Successo della lezione di Street Art di David Diavù Vecchiato
fonte: AGV - Agenzia Giornalistica il Velino
di Redazione

“Mi sono proposto di dipingere alla mia maniera dei fotogrammi tratti da 10 film che ritengo importanti, sia personalmente che nell’evoluzione stessa del linguaggio cinematografico”, lo ha detto oggi David Diavù Vecchiato, una delle firme italiane più importanti dell’Urban Art, curatore di MURo (Museo di Urban Art di Roma), di GRAArt e della serie tv “Muro” per Sky Arte nella sua lezione aperta al pubblico nell’Aula Parco dell’Università Roma Tre, durante la quale ha presentato il progetto di nuove 10 opere su 7 muri dedicate al cinema e ideate e realizzate per la sede del DAMS con l’obiettivo di portare questa nuova forma d’arte all’interno degli atenei italiani, sia sulle pareti che in cattedra per dimostrare che l’Urban Art può cambiare anche il volto delle Università.

L’artista, in condivisione con i Professori del Dipartimento del DAMS, ha deciso di celebrare il Cinema, uno dei temi a cui si ispira spesso nelle opere che esegue negli spazi pubblici – come le sue famose scalinate romane dedicate a grandi attrici – al punto che di recente il volume francese “Street Art e Cinema”, che raccoglie le opere di Street Art ispirate alla settima arte da tutto il mondo, gli ha dedicato un ampio focus – sulle pareti dell’Aula Parco di Roma Tre, e di farsi aiutare in questo anche dagli studenti dell’ateneo.

“Quando cito icone e scene dall’immaginario cinematografico per realizzare i miei dipinti, lo faccio sia perché il Cinema è una mia grande passione, sia perché è un linguaggio universale che da centoventi anni arriva immediatamente alle persone”. “Dipingere opere per il DAMS è per me un sogno che si realizza – ha spiegato l’artista – perché è il corso di laurea che ha visto tra i suoi studenti dei compianti geni che ho molto amato, dagli artisti Andrea Pazienza a Freak Antoni alla curatrice Francesca Alinovi, prima in Italia ad approfondire il fenomeno dei Graffiti quasi 40 anni fa.

In cattedra assieme alla docente di Storia del Cinema, Stefania Parigi, Diavù, reduce da un’aggressione in Via Decio Mure, quartiere Quadraro, mentre realizzava un murales commissionato dal VII Municipio dedicato a Sisto Quaranta, ha raccontato come è nato il progetto, come docenti e studenti hanno collaborato con lui, ha approfondito le tematiche della sua arte e delle opere realizzate per l’Ateneo, e ha anche affrontato argomenti di grande attualità come arte e vandalismo, Street Art e Gentrification, Urban Art e riqualificazione urbana e riappropriazione degli spazi condivisi attraverso l’Arte Urbana.

L’ARTISTA – I primi interventi urbani di Poster Art di Diavù risalgono al 1992 e dello stesso anno sono le prime pubblicazioni di suoi fumetti ed illustrazioni.
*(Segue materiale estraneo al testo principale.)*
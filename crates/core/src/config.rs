//! Game configuration, resolved once before the loop starts.

use std::time::Duration;

use crate::rng::ShuffleMode;
use crate::types::{Level, CLEAR_PAUSE_MS};

#[derive(Debug, Clone, PartialEq, Eq)]
pub struct GameConfig {
    pub level: Level,
    /// Expose the next piece to the renderer.
    pub preview: bool,
    /// Help line naming the bound keys, shown while playing.
    pub key_help: String,
    pub seed: u32,
    pub shuffle: ShuffleMode,
    /// Pause after each stage of a row clear.
    pub clear_pause: Duration,
}

impl Default for GameConfig {
    fn default() -> Self {
        Self {
            level: Level::default(),
            preview: false,
            key_help: String::new(),
            seed: 1,
            shuffle: ShuffleMode::default(),
            clear_pause: Duration::from_millis(CLEAR_PAUSE_MS),
        }
    }
}
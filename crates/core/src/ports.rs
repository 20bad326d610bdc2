//! Collaborator interfaces the game loop drives.
//!
//! The terminal renderer, keyboard input and score table live in other crates;
//! the loop only sees these traits. Renderer and score failures are logged and
//! play continues. Input failures end the loop.

use std::time::Duration;

use anyhow::Result;

use crate::game_loop::GameSummary;
use crate::snapshot::GameSnapshot;
use crate::types::{Command, Level};

/// A resolved input event.
#[derive(Debug, Clone, Copy, PartialEq, Eq)]
pub enum Input {
    Command(Command),
    /// Repaint everything (form feed key, terminal resize).
    Redraw,
    /// Ctrl-C in raw mode, or a termination signal.
    Interrupt,
    /// A key that is not bound to anything.
    Other,
}

pub trait InputSource {
    /// Wait up to `timeout` for an event; `None` means the timeout elapsed.
    fn poll(&mut self, timeout: Duration) -> Result<Option<Input>>;

    /// Block until any event arrives (used while paused).
    fn wait_for_resume(&mut self) -> Result<Input>;

    /// Sleep for `duration`, dropping any keys typed meanwhile.
    fn discard_for(&mut self, duration: Duration) -> Result<()>;
}

pub trait Renderer {
    /// Take over the display.
    fn enter(&mut self) -> Result<()>;

    /// Give the display back. Called on every exit path.
    fn exit(&mut self) -> Result<()>;

    fn clear_screen(&mut self) -> Result<()>;

    /// Repaint whatever changed since the last frame.
    fn draw(&mut self, snapshot: &GameSnapshot) -> Result<()>;

    fn show_message(&mut self, text: &str, visible: bool) -> Result<()>;
}

pub trait ScoreSink {
    fn record_score(&mut self, summary: &GameSummary) -> Result<()>;

    /// Show the table for one level, or for all levels.
    fn show_scores(&mut self, level: Option<Level>) -> Result<()>;
}
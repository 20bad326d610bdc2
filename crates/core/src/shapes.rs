//! Shape catalog - every tetromino orientation and its rotation successor
//!
//! Each orientation is its own variant. Offsets are `(dcol, drow)` pairs relative
//! to the anchor cell (the anchor itself is always the first entry), and rotation
//! is a declared successor rather than a geometric computation. Rotation turns a
//! piece 90° counter-clockwise on screen; numeric suffixes count those turns in
//! degrees from the spawn orientation.

use crate::types::{PieceKind, B_COLS, B_SIZE};

/// Offset of a single mino relative to the anchor, `(dcol, drow)`.
pub type MinoOffset = (i8, i8);

/// Four mino offsets, anchor first.
pub type ShapeOffsets = [MinoOffset; 4];

const TL: MinoOffset = (-1, -1);
const TC: MinoOffset = (0, -1);
const TR: MinoOffset = (1, -1);
const ML: MinoOffset = (-1, 0);
const MR: MinoOffset = (1, 0);
const BL: MinoOffset = (-1, 1);
const BC: MinoOffset = (0, 1);
const BR: MinoOffset = (1, 1);
const ANCHOR: MinoOffset = (0, 0);

/// One orientation of one tetromino.
#[derive(Debug, Clone, Copy, PartialEq, Eq, Hash)]
pub enum Shape {
    Z,
    Z90,
    S,
    S90,
    T,
    T90,
    T180,
    T270,
    O,
    L,
    L90,
    L180,
    L270,
    J,
    J90,
    J180,
    J270,
    I,
    I90,
}

impl Shape {
    /// Every orientation in the catalog.
    pub const ALL: [Shape; 19] = [
        Shape::Z,
        Shape::Z90,
        Shape::S,
        Shape::S90,
        Shape::T,
        Shape::T90,
        Shape::T180,
        Shape::T270,
        Shape::O,
        Shape::L,
        Shape::L90,
        Shape::L180,
        Shape::L270,
        Shape::J,
        Shape::J90,
        Shape::J180,
        Shape::J270,
        Shape::I,
        Shape::I90,
    ];

    /// Spawn orientation of a piece kind.
    pub fn spawn(kind: PieceKind) -> Self {
        match kind {
            PieceKind::Z => Shape::Z,
            PieceKind::S => Shape::S,
            PieceKind::T => Shape::T,
            PieceKind::O => Shape::O,
            PieceKind::L => Shape::L,
            PieceKind::J => Shape::J,
            PieceKind::I => Shape::I,
        }
    }

    /// Spawn orientation for a randomizer index (0..7).
    pub fn from_index(index: usize) -> Self {
        Self::spawn(PieceKind::from_index(index))
    }

    pub fn kind(self) -> PieceKind {
        match self {
            Shape::Z | Shape::Z90 => PieceKind::Z,
            Shape::S | Shape::S90 => PieceKind::S,
            Shape::T | Shape::T90 | Shape::T180 | Shape::T270 => PieceKind::T,
            Shape::O => PieceKind::O,
            Shape::L | Shape::L90 | Shape::L180 | Shape::L270 => PieceKind::L,
            Shape::J | Shape::J90 | Shape::J180 | Shape::J270 => PieceKind::J,
            Shape::I | Shape::I90 => PieceKind::I,
        }
    }

    /// The orientation reached by turning this one 90°.
    pub fn rotated(self) -> Self {
        match self {
            Shape::Z => Shape::Z90,
            Shape::Z90 => Shape::Z,
            Shape::S => Shape::S90,
            Shape::S90 => Shape::S,
            Shape::T => Shape::T90,
            Shape::T90 => Shape::T180,
            Shape::T180 => Shape::T270,
            Shape::T270 => Shape::T,
            Shape::O => Shape::O,
            Shape::L => Shape::L90,
            Shape::L90 => Shape::L180,
            Shape::L180 => Shape::L270,
            Shape::L270 => Shape::L,
            Shape::J => Shape::J90,
            Shape::J90 => Shape::J180,
            Shape::J180 => Shape::J270,
            Shape::J270 => Shape::J,
            Shape::I => Shape::I90,
            Shape::I90 => Shape::I,
        }
    }

    pub fn offsets(self) -> ShapeOffsets {
        match self {
            // XX.
            // .XX
            Shape::Z => [ANCHOR, TL, TC, MR],
            Shape::Z90 => [ANCHOR, TC, ML, BL],
            // .XX
            // XX.
            Shape::S => [ANCHOR, TC, TR, ML],
            Shape::S90 => [ANCHOR, TC, MR, BR],
            // XXX
            // .X.
            Shape::T => [ANCHOR, ML, MR, BC],
            Shape::T90 => [ANCHOR, TC, MR, BC],
            Shape::T180 => [ANCHOR, TC, ML, MR],
            Shape::T270 => [ANCHOR, TC, ML, BC],
            Shape::O => [ANCHOR, TL, TC, ML],
            // XXX
            // X..
            Shape::L => [ANCHOR, ML, BL, MR],
            Shape::L90 => [ANCHOR, TC, BC, BR],
            Shape::L180 => [ANCHOR, TR, ML, MR],
            Shape::L270 => [ANCHOR, TL, TC, BC],
            // XXX
            // ..X
            Shape::J => [ANCHOR, ML, BR, MR],
            Shape::J90 => [ANCHOR, TR, TC, BC],
            Shape::J180 => [ANCHOR, TL, MR, ML],
            Shape::J270 => [ANCHOR, BC, BL, TC],
            // XXXX, anchor second from the left
            Shape::I => [ANCHOR, ML, MR, (2, 0)],
            Shape::I90 => [ANCHOR, TC, BC, (0, 2)],
        }
    }

    /// Board indices covered when anchored at `anchor`.
    ///
    /// Returns `None` if any cell would fall outside the board buffer.
    pub fn cells(self, anchor: usize) -> Option<[usize; 4]> {
        let mut out = [0usize; 4];
        for (slot, &(dcol, drow)) in out.iter_mut().zip(self.offsets().iter()) {
            let delta = isize::from(drow) * B_COLS as isize + isize::from(dcol);
            let idx = anchor.checked_add_signed(delta)?;
            if idx >= B_SIZE {
                return None;
            }
            *slot = idx;
        }
        Some(out)
    }
}
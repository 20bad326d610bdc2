use crate::board::Board;
use crate::game_state::Status;
use crate::shapes::Shape;
use crate::types::{Level, B_COLS, B_SIZE};

/// Everything a renderer needs to draw one frame.
///
/// Taken while the active piece is painted, so `cells` shows it as occupied.
#[derive(Debug, Clone, Copy, PartialEq, Eq)]
pub struct GameSnapshot {
    pub cells: [bool; B_SIZE],
    pub score: u32,
    pub level: Level,
    /// Preview of the next piece; `None` when previews are off.
    pub next: Option<Shape>,
    pub status: Status,
}

impl GameSnapshot {
    pub fn new(board: &Board, score: u32, level: Level, next: Option<Shape>, status: Status) -> Self {
        Self {
            cells: *board.cells(),
            score,
            level,
            next,
            status,
        }
    }

    pub fn is_occupied(&self, row: usize, col: usize) -> bool {
        self.cells[row * B_COLS + col]
    }

    /// Copy without the next-piece preview.
    pub fn without_preview(mut self) -> Self {
        self.next = None;
        self
    }
}
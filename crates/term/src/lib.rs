//! Terminal "game renderer" module.
//!
//! Renders game snapshots into a simple framebuffer and flushes only the cells
//! that changed. [`TerminalScreen`] ties the two together as the game loop's
//! [`Renderer`](crate::core::Renderer).
//!
//! Goals:
//! - Keep `core` deterministic and testable
//! - Draw the board the classic way: reverse-video blocks, two columns per cell

pub mod fb;
pub mod game_view;
pub mod renderer;
pub mod screen;

pub use tetris_bsd_core as core;
pub use tetris_bsd_types as types;

pub use fb::{Cell, CellStyle, FrameBuffer, Rgb};
pub use game_view::{GameView, Layout, Viewport, MIN_HEIGHT, MIN_WIDTH};
pub use renderer::{encode_diff_into, encode_full_into, TerminalRenderer};
pub use screen::{ScreenState, TerminalScreen};
//! Game state module - the falling-piece state machine
//!
//! `GameState` owns the board, the active and next pieces, the score and the
//! randomizer. It reacts to two kinds of events: the gravity timer running out
//! ([`GameState::tick`]) and player commands ([`GameState::apply`]). It does no
//! I/O; the game loop feeds it events and draws its snapshots.
//!
//! Between events the board holds locked cells only. The active piece is painted
//! in just long enough to take a snapshot.

use tracing::{debug, info};

use crate::board::Board;
use crate::config::GameConfig;
use crate::lines::{elide_with, ClearedRows};
use crate::placement::{fits_at, place, Painted};
use crate::rng::Randomizer;
use crate::shapes::Shape;
use crate::snapshot::GameSnapshot;
use crate::types::{Command, Level, B_COLS, SPAWN_ANCHOR};

/// Rotation fallbacks, tried in order: anchor shift, plus a shift that must also
/// fit on its own before the combined one is considered.
const ROTATION_KICKS: [(isize, Option<isize>); 6] = [
    (0, None),
    (1, None),
    (-1, None),
    (B_COLS as isize, None),
    (B_COLS as isize + 1, Some(1)),
    (B_COLS as isize - 1, Some(-1)),
];

#[derive(Debug, Clone, Copy, PartialEq, Eq)]
pub enum Status {
    /// Piece active, gravity running.
    Falling,
    /// Gravity suspended until the player resumes.
    Paused,
    /// A piece is being locked and rows cleared; only observed from inside a tick.
    Locking,
    /// The next piece could not spawn.
    GameOver,
    /// The player quit.
    Quit,
}

/// What an event did to the game.
#[derive(Debug, Clone, Copy, PartialEq, Eq)]
pub enum Outcome {
    /// The piece moved or turned.
    Moved,
    /// The move did not fit; nothing changed.
    Blocked,
    /// Hard drop: the piece fell `rows` rows, one point each.
    Dropped { rows: u32 },
    /// The piece locked, `cleared` rows were removed and the next piece spawned.
    Locked { cleared: usize },
    /// The piece locked but the next one does not fit.
    GameOver { cleared: usize },
    Paused,
    Quit,
    /// The event does not apply in the current status.
    Ignored,
}

#[derive(Debug, Clone)]
pub struct GameState {
    board: Board,
    current: Shape,
    next: Shape,
    anchor: usize,
    score: u32,
    level: Level,
    status: Status,
    randomizer: Randomizer,
    pieces_locked: u32,
    rows_cleared: u32,
}

impl GameState {
    /// Start a game: fresh board, next piece drawn before the current one.
    pub fn new(level: Level, mut randomizer: Randomizer) -> Self {
        let next = randomizer.next_shape();
        let current = randomizer.next_shape();
        Self {
            board: Board::new(),
            current,
            next,
            anchor: SPAWN_ANCHOR,
            score: 0,
            level,
            status: Status::Falling,
            randomizer,
            pieces_locked: 0,
            rows_cleared: 0,
        }
    }

    pub fn from_config(config: &GameConfig) -> Self {
        Self::new(
            config.level,
            Randomizer::with_mode(config.seed, config.shuffle),
        )
    }

    /// Start from a prepared board (tests, benchmarks, puzzles).
    pub fn with_board(board: Board, level: Level, randomizer: Randomizer) -> Self {
        let mut state = Self::new(level, randomizer);
        state.board = board;
        if !state.fits(state.current, state.anchor) {
            state.status = Status::GameOver;
        }
        state
    }

    pub fn board(&self) -> &Board {
        &self.board
    }

    pub fn current(&self) -> Shape {
        self.current
    }

    pub fn next(&self) -> Shape {
        self.next
    }

    pub fn anchor(&self) -> usize {
        self.anchor
    }

    pub fn score(&self) -> u32 {
        self.score
    }

    pub fn level(&self) -> Level {
        self.level
    }

    pub fn status(&self) -> Status {
        self.status
    }

    pub fn is_finished(&self) -> bool {
        matches!(self.status, Status::GameOver | Status::Quit)
    }

    pub fn pieces_locked(&self) -> u32 {
        self.pieces_locked
    }

    pub fn rows_cleared(&self) -> u32 {
        self.rows_cleared
    }

    /// Move the active piece to `anchor` with `shape` if it fits there.
    ///
    /// Intended for setting up positions in tests and tools.
    pub fn reposition(&mut self, shape: Shape, anchor: usize) -> bool {
        if !self.fits(shape, anchor) {
            return false;
        }
        self.current = shape;
        self.anchor = anchor;
        true
    }

    #[inline]
    fn fits(&self, shape: Shape, anchor: usize) -> bool {
        fits_at(&self.board, shape, anchor)
    }

    fn fits_offset(&self, shape: Shape, delta: isize) -> Option<usize> {
        let anchor = self.anchor.checked_add_signed(delta)?;
        self.fits(shape, anchor).then_some(anchor)
    }

    /// Frame with the active piece painted in.
    ///
    /// After game over the piece that failed to spawn is not painted.
    pub fn snapshot(&mut self) -> GameSnapshot {
        let (score, level, next, status) = (self.score, self.level, self.next, self.status);
        if status == Status::GameOver {
            return GameSnapshot::new(&self.board, score, level, Some(next), status);
        }
        let painted = Painted::new(&mut self.board, self.current, self.anchor);
        GameSnapshot::new(painted.board(), score, level, Some(next), status)
    }

    /// Gravity: fall one row, or lock the piece if it cannot.
    pub fn tick(&mut self) -> Outcome {
        self.tick_with(|_| {})
    }

    /// Like [`GameState::tick`], reporting every intermediate frame of a row clear.
    pub fn tick_with(&mut self, on_clear: impl FnMut(&GameSnapshot)) -> Outcome {
        if self.status != Status::Falling {
            return Outcome::Ignored;
        }
        if let Some(below) = self.fits_offset(self.current, B_COLS as isize) {
            self.anchor = below;
            return Outcome::Moved;
        }
        self.lock_and_spawn(on_clear)
    }

    fn lock_and_spawn(&mut self, mut on_clear: impl FnMut(&GameSnapshot)) -> Outcome {
        self.status = Status::Locking;
        place(&mut self.board, self.current, self.anchor, true);
        self.score += 1;
        self.pieces_locked += 1;

        let (score, level, next) = (self.score, self.level, self.next);
        let cleared: ClearedRows = elide_with(&mut self.board, |board, _, _| {
            on_clear(&GameSnapshot::new(board, score, level, Some(next), Status::Locking));
        });
        self.rows_cleared += cleared.len() as u32;
        debug!(
            shape = ?self.current,
            anchor = self.anchor,
            score = self.score,
            cleared = cleared.len(),
            "piece locked"
        );

        self.current = self.next;
        self.next = self.randomizer.next_shape();
        self.anchor = SPAWN_ANCHOR;

        if !self.fits(self.current, self.anchor) {
            self.status = Status::GameOver;
            info!(score = self.score, pieces = self.pieces_locked, "game over");
            return Outcome::GameOver {
                cleared: cleared.len(),
            };
        }
        self.status = Status::Falling;
        Outcome::Locked {
            cleared: cleared.len(),
        }
    }

    /// Apply a player command.
    pub fn apply(&mut self, command: Command) -> Outcome {
        if command == Command::Quit && !self.is_finished() {
            self.status = Status::Quit;
            return Outcome::Quit;
        }
        if self.status != Status::Falling {
            return Outcome::Ignored;
        }

        match command {
            Command::Left => self.shift(-1),
            Command::Right => self.shift(1),
            Command::Rotate => self.rotate(),
            Command::SoftDrop => self.shift(B_COLS as isize),
            Command::HardDrop => self.hard_drop(),
            Command::Pause => {
                self.status = Status::Paused;
                Outcome::Paused
            }
            Command::Quit => Outcome::Ignored,
        }
    }

    /// Leave the paused state.
    pub fn resume(&mut self) -> bool {
        if self.status != Status::Paused {
            return false;
        }
        self.status = Status::Falling;
        true
    }

    fn shift(&mut self, delta: isize) -> Outcome {
        match self.fits_offset(self.current, delta) {
            Some(anchor) => {
                self.anchor = anchor;
                Outcome::Moved
            }
            None => Outcome::Blocked,
        }
    }

    fn hard_drop(&mut self) -> Outcome {
        let mut rows = 0;
        while let Some(below) = self.fits_offset(self.current, B_COLS as isize) {
            self.anchor = below;
            self.score += 1;
            rows += 1;
        }
        if rows == 0 {
            return Outcome::Blocked;
        }
        Outcome::Dropped { rows }
    }

    /// Turn the piece, trying the fallback anchors in order.
    pub fn rotate(&mut self) -> Outcome {
        let turned = self.current.rotated();
        for (delta, required) in ROTATION_KICKS {
            if let Some(required) = required {
                if self.fits_offset(turned, required).is_none() {
                    continue;
                }
            }
            if let Some(anchor) = self.fits_offset(turned, delta) {
                self.current = turned;
                self.anchor = anchor;
                return Outcome::Moved;
            }
        }
        Outcome::Blocked
    }
}

impl Default for GameState {
    fn default() -> Self {
        Self::new(Level::default(), Randomizer::default())
    }
}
Prima che nelle gallerie ha dunque mostrato la sua arte in strada e su carta stampata. La sua prima mostra è nel 1996, all’ Happening Internazionale Underground di Roma e Milano, ha esposto poi in Europa, Asia ed USA e dal 2007 ha curato la direzione artistica della galleria d’arte e art shop MondoPOP di Roma. Tra i primi curatori in Italia a portare Urban Art nei musei e i musei in strada, ha curato il festival Urban Superstar Show (dal 2009 al 2012, al MADRE di Napoli e alla Galleria Provinciale di Cosenza) e nel 2010 ha dato vita al progetto di Arte Urbana MURo (Museo di Urban Art di Roma). Dal 2013 cura su Sky ARTE HD la serie di documentari sulla Street Art MURO. È direttore artistico del progetto GRAArt che ha realizzato 17 murales attorno al Grande Raccordo Anulare, da lui ideato e diretto per Anas.